Меня переполняли нехорошие предчувствия. Они грызли меня изнутри. Что-то шло не так. Я не понимала что именно. Только потом это накрыло меня волной. Но тогда я наслаждалась кратким моментом уединения с человеком, который по-особому заботился обо мне.
— Джордж, ты можешь помочь мне с моим домашним заданием по математике? Лесли сказала, что ты в этом силен.
На кухню вошла Рози, и отец быстро от меня отошёл. Эта ужасная девчонка разлучила меня с отцом. Он улыбнулся ей и спросил, как прошёл день, и я словно снова перестала существовать…

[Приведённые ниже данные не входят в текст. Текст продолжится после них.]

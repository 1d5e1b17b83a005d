//! Request throttling with peer-granted leases.
//!
//! A LEASE frame grants a number of requests valid for a time window. A new
//! grant replaces whatever budget was left; it never accumulates. Once the
//! window elapses the remaining permits are treated as revoked.

use crate::error::RSocketError;
use crate::signal::StreamKey;
use std::collections::VecDeque;
use std::time::{Duration, Instant};
use tracing::debug;

/// What to do with a request issued while no budget is available.
#[derive(Debug, Clone, Copy, PartialEq, Eq)]
pub enum LeasePolicy {
    /// Park the request until the next grant, up to `max_pending` requests.
    Queue { max_pending: usize },
    /// Fail the request immediately with `REJECTED`.
    Reject,
}

impl Default for LeasePolicy {
    fn default() -> Self {
        LeasePolicy::Queue { max_pending: 256 }
    }
}

/// Outcome of asking the lease manager for a permit.
#[derive(Debug, Clone, PartialEq, Eq)]
pub enum LeaseDecision {
    Granted,
    Queued,
    Rejected(RSocketError),
}

/// Tracks the budget granted by the peer for locally-initiated requests.
#[derive(Debug)]
pub struct LeaseManager {
    policy: LeasePolicy,
    allowed_requests: u32,
    expires_at: Option<Instant>,
    pending: VecDeque<StreamKey>,
}

impl LeaseManager {
    /// Creates a manager with no budget. Nothing may be sent until the peer
    /// grants a lease.
    pub fn new(policy: LeasePolicy) -> Self {
        Self {
            policy,
            allowed_requests: 0,
            expires_at: None,
            pending: VecDeque::new(),
        }
    }

    pub fn policy(&self) -> LeasePolicy {
        self.policy
    }

    /// Returns the number of requests that may still be initiated at `now`.
    pub fn available_requests(&self, now: Instant) -> u32 {
        match self.expires_at {
            Some(expires_at) if now < expires_at => self.allowed_requests,
            _ => 0,
        }
    }

    /// Consumes `n` permits. Returns false, leaving the budget untouched, if
    /// fewer than `n` are available.
    pub fn consume(&mut self, n: u32, now: Instant) -> bool {
        if self.available_requests(now) < n {
            return false;
        }
        self.allowed_requests -= n;
        true
    }

    /// Installs a new grant and returns the queued requests it admits, in
    /// the order they were issued. Each returned key has already consumed
    /// its permit.
    pub fn on_lease(&mut self, allowed_requests: u32, ttl_ms: u32, now: Instant) -> Vec<StreamKey> {
        self.allowed_requests = allowed_requests;
        self.expires_at = Some(now + Duration::from_millis(u64::from(ttl_ms)));
        debug!(
            allowed_requests,
            ttl_ms,
            pending = self.pending.len(),
            "lease granted"
        );

        let mut admitted = Vec::new();
        while self.allowed_requests > 0 && now < self.expires_at.unwrap_or(now) {
            match self.pending.pop_front() {
                Some(key) => {
                    self.allowed_requests -= 1;
                    admitted.push(key);
                }
                None => break,
            }
        }
        admitted
    }

    /// Asks for one permit on behalf of `key`.
    pub fn request(&mut self, key: StreamKey, now: Instant) -> LeaseDecision {
        if self.pending.is_empty() && self.consume(1, now) {
            return LeaseDecision::Granted;
        }
        match self.policy {
            LeasePolicy::Reject => {
                LeaseDecision::Rejected(RSocketError::rejected("lease exhausted"))
            }
            LeasePolicy::Queue { max_pending } if self.pending.len() >= max_pending => {
                LeaseDecision::Rejected(RSocketError::rejected("too many requests awaiting lease"))
            }
            LeasePolicy::Queue { .. } => {
                self.pending.push_back(key);
                LeaseDecision::Queued
            }
        }
    }

    /// Withdraws a queued request. No permit is consumed and nothing needs
    /// to be sent. Returns true if `key` was queued.
    pub fn cancel_request(&mut self, key: StreamKey) -> bool {
        match self.pending.iter().position(|k| *k == key) {
            Some(index) => {
                self.pending.remove(index);
                true
            }
            None => false,
        }
    }

    pub fn pending_len(&self) -> usize {
        self.pending.len()
    }

    /// Removes and returns every queued request.
    pub fn drain_pending(&mut self) -> Vec<StreamKey> {
        self.pending.drain(..).collect()
    }
}

/// Budget this side has granted to the peer for inbound requests.
#[derive(Debug, Default)]
pub(crate) struct IssuedLease {
    remaining: u32,
    expires_at: Option<Instant>,
}

impl IssuedLease {
    pub(crate) fn grant(&mut self, request_count: u32, ttl_ms: u32, now: Instant) {
        self.remaining = request_count;
        self.expires_at = Some(now + Duration::from_millis(u64::from(ttl_ms)));
    }

    /// Consumes one inbound permit, if any is left.
    pub(crate) fn try_acquire(&mut self, now: Instant) -> bool {
        match self.expires_at {
            Some(expires_at) if now < expires_at && self.remaining > 0 => {
                self.remaining -= 1;
                true
            }
            _ => false,
        }
    }
}

#[cfg(test)]
mod tests {
    use super::*;
    use proptest::prelude::*;

    fn key(n: u64) -> StreamKey {
        StreamKey::from_raw(n)
    }

    #[test]
    fn test_no_budget_before_first_lease() {
        let now = Instant::now();
        let mut lease = LeaseManager::new(LeasePolicy::Reject);
        assert_eq!(lease.available_requests(now), 0);
        assert!(matches!(
            lease.request(key(1), now),
            LeaseDecision::Rejected(RSocketError {
                code: rsocket_protocol::ErrorCode::Rejected,
                ..
            })
        ));
    }

    #[test]
    fn test_grant_replaces_remaining_budget() {
        let now = Instant::now();
        let mut lease = LeaseManager::new(LeasePolicy::Reject);
        lease.on_lease(5, 60_000, now);
        assert!(lease.consume(2, now));
        assert_eq!(lease.available_requests(now), 3);

        lease.on_lease(2, 60_000, now);
        assert_eq!(lease.available_requests(now), 2);
    }

    #[test]
    fn test_consume_never_goes_negative() {
        let now = Instant::now();
        let mut lease = LeaseManager::new(LeasePolicy::Reject);
        lease.on_lease(1, 60_000, now);
        assert!(!lease.consume(2, now));
        assert_eq!(lease.available_requests(now), 1);
        assert!(lease.consume(1, now));
        assert!(!lease.consume(1, now));
        assert_eq!(lease.available_requests(now), 0);
    }

    #[test]
    fn test_expired_lease_revokes_permits() {
        let now = Instant::now();
        let mut lease = LeaseManager::new(LeasePolicy::Reject);
        lease.on_lease(10, 100, now);
        let later = now + Duration::from_millis(100);
        assert_eq!(lease.available_requests(later), 0);
        assert!(matches!(lease.request(key(1), later), LeaseDecision::Rejected(_)));
    }

    #[test]
    fn test_queued_requests_admitted_in_order() {
        let now = Instant::now();
        let mut lease = LeaseManager::new(LeasePolicy::Queue { max_pending: 8 });
        assert_eq!(lease.request(key(1), now), LeaseDecision::Queued);
        assert_eq!(lease.request(key(2), now), LeaseDecision::Queued);
        assert_eq!(lease.request(key(3), now), LeaseDecision::Queued);

        let admitted = lease.on_lease(2, 60_000, now);
        assert_eq!(admitted, vec![key(1), key(2)]);
        assert_eq!(lease.pending_len(), 1);
        assert_eq!(lease.available_requests(now), 0);

        // Budget left over after the queue drains stays available
        let admitted = lease.on_lease(3, 60_000, now);
        assert_eq!(admitted, vec![key(3)]);
        assert_eq!(lease.available_requests(now), 2);
    }

    #[test]
    fn test_queue_preserves_fifo_when_budget_arrives() {
        let now = Instant::now();
        let mut lease = LeaseManager::new(LeasePolicy::Queue { max_pending: 8 });
        assert_eq!(lease.request(key(1), now), LeaseDecision::Queued);
        lease.on_lease(0, 60_000, now);
        // A newcomer may not overtake the queued request
        assert_eq!(lease.request(key(2), now), LeaseDecision::Queued);
        assert_eq!(lease.on_lease(1, 60_000, now), vec![key(1)]);
    }

    #[test]
    fn test_queue_is_bounded() {
        let now = Instant::now();
        let mut lease = LeaseManager::new(LeasePolicy::Queue { max_pending: 1 });
        assert_eq!(lease.request(key(1), now), LeaseDecision::Queued);
        assert!(matches!(lease.request(key(2), now), LeaseDecision::Rejected(_)));
    }

    #[test]
    fn test_cancel_queued_request() {
        let now = Instant::now();
        let mut lease = LeaseManager::new(LeasePolicy::default());
        lease.request(key(1), now);
        lease.request(key(2), now);

        assert!(lease.cancel_request(key(1)));
        assert!(!lease.cancel_request(key(1)));
        assert_eq!(lease.on_lease(5, 60_000, now), vec![key(2)]);
        assert_eq!(lease.available_requests(now), 4);
    }

    #[test]
    fn test_issued_lease() {
        let now = Instant::now();
        let mut issued = IssuedLease::default();
        assert!(!issued.try_acquire(now));

        issued.grant(1, 1_000, now);
        assert!(issued.try_acquire(now));
        assert!(!issued.try_acquire(now));

        issued.grant(5, 1_000, now);
        assert!(!issued.try_acquire(now + Duration::from_secs(2)));
    }

    proptest! {
        #[test]
        fn prop_budget_bounded_by_latest_grant(
            ops in proptest::collection::vec((0u32..20, any::<bool>()), 1..64)
        ) {
            let now = Instant::now();
            let mut lease = LeaseManager::new(LeasePolicy::Reject);
            let mut last_grant = 0u32;
            for (n, is_grant) in ops {
                if is_grant {
                    lease.on_lease(n, 60_000, now);
                    last_grant = n;
                    prop_assert_eq!(lease.available_requests(now), n);
                } else {
                    let before = lease.available_requests(now);
                    let ok = lease.consume(n, now);
                    let after = lease.available_requests(now);
                    prop_assert_eq!(ok, n <= before);
                    prop_assert_eq!(after, if ok { before - n } else { before });
                }
                prop_assert!(lease.available_requests(now) <= last_grant);
            }
        }
    }
}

Рози увела моего отца, оглядываясь на меня через плечо. И она улыбалась. Эта улыбка вызвала у меня опасение.
Почему я думаю сейчас обо всех этих ужасных вещах, которые лучше было бы оставить в прошлом? Почему сейчас в этой дыре так важно, что мой отец, которого я любила сильнее, чем кого-либо, не любил меня так же, как мне бы того хотелось?
Люди подводят тебя. Это единственная постоянная в этой жизни. Нельзя полагаться на других. Ведь всякий раз они предают тебя.
Я перестала просить. Отказалась умолять того, кого даже рядом не было. Стук всего лишь плод моего воображения. Я сама всё придумала. Создала то, что нереально.